Yes. There's a long history here and the interplay between the diabetes, IBD, EPI, and a history of overreacting to insulin is causing a mess.
She was in remission, but was slowly losing weight. After a lot of expensive testing to rule out lymphoma, they concluded it was either the IBD or the EPI causing weight loss, and in addition to this enzyme, I was talked into supposedly low risk steroids for the IBD. Based on incorrect assurances that it would not affect her blood sugar, I started her on budesonide, which knocked her out of remission. She also recently had a minor tummy bug, which hasn't helped.

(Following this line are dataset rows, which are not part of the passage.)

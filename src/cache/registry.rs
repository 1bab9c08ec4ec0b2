//! Cache namespace registry: owns which partitions are current.

use color_eyre::{eyre::eyre, Result};
use std::sync::Arc;
use tracing::{debug, info};

use super::storage::CacheStorage;
use super::traits::{CacheNamespace, CacheRole, CachedEntry, Versions};
use crate::config::CacheConfig;
use crate::http::Response;

/// Registry of the two current partitions over a shared storage backend.
///
/// Cheap to clone; every handler holds its own handle to the same storage.
#[derive(Clone)]
pub struct CacheRegistry {
  storage: Arc<dyn CacheStorage>,
  static_ns: CacheNamespace,
  dynamic_ns: CacheNamespace,
}

impl CacheRegistry {
  pub fn new(storage: Arc<dyn CacheStorage>, config: &CacheConfig) -> Self {
    Self {
      storage,
      static_ns: CacheNamespace::new(&config.static_prefix, &config.version),
      dynamic_ns: CacheNamespace::new(&config.dynamic_prefix, &config.version),
    }
  }

  /// The current namespace for a role.
  pub fn namespace(&self, role: CacheRole) -> &CacheNamespace {
    match role {
      CacheRole::Static => &self.static_ns,
      CacheRole::Dynamic => &self.dynamic_ns,
    }
  }

  pub fn versions(&self) -> Versions {
    Versions {
      generation: self.static_ns.generation.clone(),
      static_cache: self.static_ns.name.clone(),
      dynamic_cache: self.dynamic_ns.name.clone(),
    }
  }

  /// Run a storage call on the blocking pool so SQLite never stalls the
  /// event loop.
  async fn blocking<T, F>(&self, op: F) -> Result<T>
  where
    F: FnOnce(&dyn CacheStorage) -> Result<T> + Send + 'static,
    T: Send + 'static,
  {
    let storage = Arc::clone(&self.storage);
    tokio::task::spawn_blocking(move || op(storage.as_ref()))
      .await
      .map_err(|e| eyre!("Cache storage task failed: {}", e))?
  }

  pub async fn lookup(&self, role: CacheRole, key: &str) -> Result<Option<CachedEntry>> {
    let namespace = self.namespace(role).name.clone();
    let key = key.to_string();
    self
      .blocking(move |storage| storage.get(&namespace, &key))
      .await
  }

  /// Store a response under `key` if it is cacheable.
  ///
  /// Returns whether anything was written.
  pub async fn store(&self, role: CacheRole, key: &str, response: &Response) -> Result<bool> {
    if !response.is_cacheable() {
      debug!(key, status = response.status, "Not caching non-200 response");
      return Ok(false);
    }
    let namespace = self.namespace(role).name.clone();
    let key = key.to_string();
    let response = response.clone();
    self
      .blocking(move |storage| storage.put(&namespace, &key, &response))
      .await?;
    Ok(true)
  }

  /// Populate a role's partition in one atomic batch and mark it installed.
  pub async fn populate(&self, role: CacheRole, entries: Vec<(String, Response)>) -> Result<()> {
    let namespace = self.namespace(role).name.clone();
    self
      .blocking(move |storage| storage.put_all(&namespace, &entries))
      .await
  }

  pub async fn open(&self, role: CacheRole) -> Result<()> {
    let namespace = self.namespace(role).name.clone();
    self
      .blocking(move |storage| storage.open_namespace(&namespace))
      .await
  }

  /// Whether the role's partition holds a committed install.
  pub async fn is_installed(&self, role: CacheRole) -> Result<bool> {
    let namespace = self.namespace(role).name.clone();
    self
      .blocking(move |storage| storage.is_installed(&namespace))
      .await
  }

  /// Every namespace currently in storage, current or not.
  pub fn partitions(&self) -> Result<Vec<String>> {
    self.storage.namespaces()
  }

  pub fn keys(&self, role: CacheRole) -> Result<Vec<String>> {
    self.storage.keys(&self.namespace(role).name)
  }

  /// Delete every namespace that is not current for either role.
  ///
  /// Deletion is irreversible. Returns the deleted names.
  pub async fn purge_stale(&self) -> Result<Vec<String>> {
    let current = [self.static_ns.name.clone(), self.dynamic_ns.name.clone()];
    let deleted = self
      .blocking(move |storage| {
        let mut deleted = Vec::new();
        for name in storage.namespaces()? {
          if current.contains(&name) {
            continue;
          }
          if storage.delete_namespace(&name)? {
            deleted.push(name);
          }
        }
        Ok(deleted)
      })
      .await?;

    for name in &deleted {
      info!(namespace = %name, "Deleted stale cache partition");
    }
    Ok(deleted)
  }
}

In a normal diabetic cat, I would agree that she clearly should be on insulin at these numbers, but she's just not normal. She was only on Lantus for a couple of weeks in the summer of 2017 before going into remission, and she almost died twice in a week from hypo -- her blood sugar can fall 300+ points from .5 units in under an hour.
The regular vet thinks insulin will kill her at home, even if I were able to monitor her much more closely than is possible working full time. So about two weeks ago, the regular vet sent us to an internal medicine specialist vet who hospitalized her to start Lantus. But then she dropped from 359 to ~200 while hospitalized without getting insulin. After four days of lower numbers and no symptoms, they sent her home.
They thought time (and perhaps antibiotics knocking out the tummy bug) had put her on the path towards remission without further intervention, but at home, she's back up and we're going in to the vet again tomorrow.